Color Symbols

Tuesday, December 17th, 02013 at 13:31 UTC

color-symbol-pencils

We do off and on work in Portugal. It was there we were introduced to the colorAdd color symbols used on these iconic pencils.

As you can see, the colorAdd system is an alternative way to mark your colors with a visual symbol. This is useful for folks with vision deficiencies. If you see both red and green as brown, the addition of these symbols can help distinguish differences. The concept is pretty interesting. By merging the symbols, you get new color symbols. They follow similar patterns as mixing inks. The symbol for ‘red’ is the upper-left triangle. The symbol for ‘blue’ is a lower-right triangle. When you combine the two to make a box shape, this is the symbol for purple, which is also the result of mixing red and blue. Orange and Green work in similar fashion with red and yellow symbols and yellow and blue symbols.
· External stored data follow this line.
// SPDX-License-Identifier: MIT
// Copyright 2026 Roland Dreier <roland@kernel.org>

//! Rows parsed from the tab-separated lifting export.

use chrono::NaiveDate;

/// One exercise line of the lifting sheet.
#[derive(Debug, Clone, PartialEq)]
pub struct RawSheetRow {
    /// 1-based line number in the source file
    pub line: usize,
    pub date: NaiveDate,
    pub exercise: String,
    pub sets: u32,
    pub reps: u32,
    pub weight: f64,
}

/// Why a sheet line was skipped. Logged as a warning, never fatal.
#[derive(Debug, Clone, PartialEq, thiserror::Error)]
pub enum SkipReason {
    #[error("expected {expected} columns, found {found}")]
    WrongColumnCount { expected: usize, found: usize },

    #[error("unrecognized date {0:?}")]
    InvalidDate(String),

    #[error("non-numeric {column} {value:?}")]
    InvalidNumber { column: &'static str, value: String },

    #[error("empty exercise name")]
    EmptyExercise,

    #[error("header is missing columns: {}", .0.join(", "))]
    MissingColumns(Vec<&'static str>),

    #[error("line is not valid UTF-8 (valid up to byte {0})")]
    InvalidEncoding(usize),

    #[error("file could not be read: {0}")]
    Unreadable(String),
}

/// Parse result for a single line.
#[derive(Debug, Clone, PartialEq)]
pub enum RowOutcome {
    Parsed(RawSheetRow),
    Skipped(SkipReason),
}

/// A skipped line together with its location.
#[derive(Debug, Clone, PartialEq)]
pub struct SkippedRow {
    /// 1-based line number; 0 when the whole file was affected
    pub line: usize,
    pub reason: SkipReason,
}

/// Typed result of reading the sheet: accepted rows in file order plus warnings.
#[derive(Debug, Clone, Default, PartialEq)]
pub struct SheetReport {
    pub rows: Vec<RawSheetRow>,
    pub skipped: Vec<SkippedRow>,
}

impl SheetReport {
    pub fn record(&mut self, line: usize, outcome: RowOutcome) {
        match outcome {
            RowOutcome::Parsed(row) => self.rows.push(row),
            RowOutcome::Skipped(reason) => self.skipped.push(SkippedRow { line, reason }),
        }
    }

    pub fn is_empty(&self) -> bool {
        self.rows.is_empty()
    }
}
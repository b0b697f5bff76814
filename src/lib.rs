// SPDX-License-Identifier: MIT
// Copyright 2026 Roland Dreier <roland@kernel.org>

//! workout-sync: ingest workouts from Strava and a lifting sheet
//!
//! This crate keeps a local canonical store of workouts reconciled from
//! the Strava activity API and a tab-separated strength-training export,
//! with incremental sync and safe OAuth token refresh.

pub mod config;
pub mod db;
pub mod error;
pub mod models;
pub mod services;
pub mod time_utils;

pub use error::{Result, SyncError};
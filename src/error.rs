// SPDX-License-Identifier: MIT
// Copyright 2026 Roland Dreier <roland@rolandd.dev>

//! Error types for the sync pipeline.
//!
//! Every variant carries enough context for an operator to resume: the page
//! that failed and the cursor that was last committed.

use chrono::{DateTime, Utc};

use crate::time_utils::format_optional_utc;

/// Errors surfaced by the ingestion and reconciliation pipeline.
#[derive(Debug, thiserror::Error)]
pub enum SyncError {
    /// No usable refresh token, or the token endpoint rejected it.
    /// Requires re-running `auth`.
    #[error("Authorization required: {0}")]
    Auth(String),

    /// Network failure while refreshing the access token (retryable).
    #[error("Token refresh failed transiently: {0}")]
    TransientAuth(String),

    /// Quota still exhausted after backoff. The cursor is the last committed value.
    #[error("Strava rate limit exceeded on page {page} (cursor {})", format_optional_utc(.cursor.clone()))]
    RateLimitExceeded {
        page: u32,
        cursor: Option<DateTime<Utc>>,
    },

    /// Unexpected API failure on a given page.
    #[error("Strava request failed on page {page}: {message}")]
    RemoteRequest {
        page: u32,
        status: Option<u16>,
        message: String,
    },

    /// Durable write failed; the batch was rolled back.
    #[error("Store write failed: {0}")]
    StoreWrite(String),

    /// Store could not be opened or read.
    #[error("Store error: {0}")]
    Store(String),
}

impl SyncError {
    /// Whether re-running the sync later may succeed without operator action.
    pub fn is_retryable(&self) -> bool {
        match self {
            SyncError::TransientAuth(_) | SyncError::RateLimitExceeded { .. } => true,
            SyncError::RemoteRequest { status, .. } => {
                status.map_or(true, |s| s == 429 || s >= 500)
            }
            SyncError::Auth(_) | SyncError::StoreWrite(_) | SyncError::Store(_) => false,
        }
    }

    /// Whether this error requires re-authorization.
    pub fn is_auth_error(&self) -> bool {
        matches!(self, SyncError::Auth(_))
    }

    /// Page number the error is attached to, if any.
    pub fn page(&self) -> Option<u32> {
        match self {
            SyncError::RateLimitExceeded { page, .. } | SyncError::RemoteRequest { page, .. } => {
                Some(*page)
            }
            _ => None,
        }
    }
}

impl From<sqlx::Error> for SyncError {
    fn from(err: sqlx::Error) -> Self {
        SyncError::Store(err.to_string())
    }
}

/// Result type alias for pipeline operations
pub type Result<T> = std::result::Result<T, SyncError>;

/// Configuration errors
#[derive(Debug, thiserror::Error)]
pub enum ConfigError {
    #[error("Missing required environment variable: {0}")]
    Missing(&'static str),

    #[error("Invalid value for {name}: {value}")]
    Invalid { name: &'static str, value: String },
}
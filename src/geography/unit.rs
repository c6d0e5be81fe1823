//! Geographic unit: the smallest administrative area in the boundary data

use serde::{Deserialize, Serialize};

/// One administrative sub-district (neighborhood / township)
#[derive(Debug, Clone, PartialEq, Eq, Serialize, Deserialize)]
pub struct GeographicUnit {
    /// Administrative code, 8- or 10-digit form
    pub admin_code: String,

    /// Full display name, e.g. "서울특별시 종로구 사직동"
    pub display_name: String,

    /// Province as given by the boundary source
    pub province_name: String,

    /// Display name with the leading province token removed
    pub district_name: String,
}

impl GeographicUnit {
    /// Create a unit, deriving the district name from the display name
    pub fn new(
        admin_code: impl Into<String>,
        display_name: impl Into<String>,
        province_name: impl Into<String>,
    ) -> Self {
        let display_name = display_name.into();
        let district_name = district_from_display(&display_name);
        Self {
            admin_code: admin_code.into(),
            display_name,
            province_name: province_name.into(),
            district_name,
        }
    }

    /// City/county/ward part of the district name, without the trailing
    /// neighborhood token. Used to group units for coverage reporting.
    pub fn municipality(&self) -> String {
        let parts: Vec<&str> = self.district_name.split_whitespace().collect();
        if parts.len() >= 2 {
            parts[..parts.len() - 1].join(" ")
        } else {
            self.district_name.clone()
        }
    }

    /// Province token of the display name, used when the source omits it
    pub fn province_from_display(display_name: &str) -> Option<&str> {
        display_name.split_whitespace().next()
    }
}

/// Strip the leading province token. Single-token names are returned as-is.
pub fn district_from_display(display_name: &str) -> String {
    let parts: Vec<&str> = display_name.split_whitespace().collect();
    if parts.len() >= 2 {
        parts[1..].join(" ")
    } else {
        display_name.trim().to_string()
    }
}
To get lighter and darker versions, you can put a solid or hollow box around the symbols. I’m not sure how you’d get far past the primary colors, but it is an interesting concept.

One of the things we are trying to be more aware of is explicit design. Rather than refer to colors by their hue, you refer to them by a language agnostic symbol. The two problems is that it adds an extra level of abstraction away from the color itself, but also then assumes you know or can figure out the rubric of the symbols. If we were to be explicit about this, we should simply use the string which represents the color. Rather than a symbol for the color red, how about the text RED? The downside of this is internationalization. Red is not always red in every language, or even written with the same ASCII glyphs. Then across cultures, you have issues with the lack of concepts for a color. In Japanese, the color Green is a tricky one. Ao is the concept for our western idea of Blue and Green.

Color isn’t always as simple as you’d think. A better, but more cumbersome version of color identification might be to do away with all the names and abstractions and define them as RGB, HLS or HEX values. The issue there is that it is very complicated to go from a series of numbers to the right color.

ColorAdd is a fascinating idea. Friends have contact them to attempt to get them to open source or put their symbols into the creative commons so more people could adopt and use them. If they want this to become a defacto standard, then holding them close to their chest and licensing it to only a select few willing to pay the price won’t spread the idea as far and wide as it could possibly go.

In the mean time, every time we use these colored pencils, we’ll have a second thought about accessibility and the choices we use to convey information.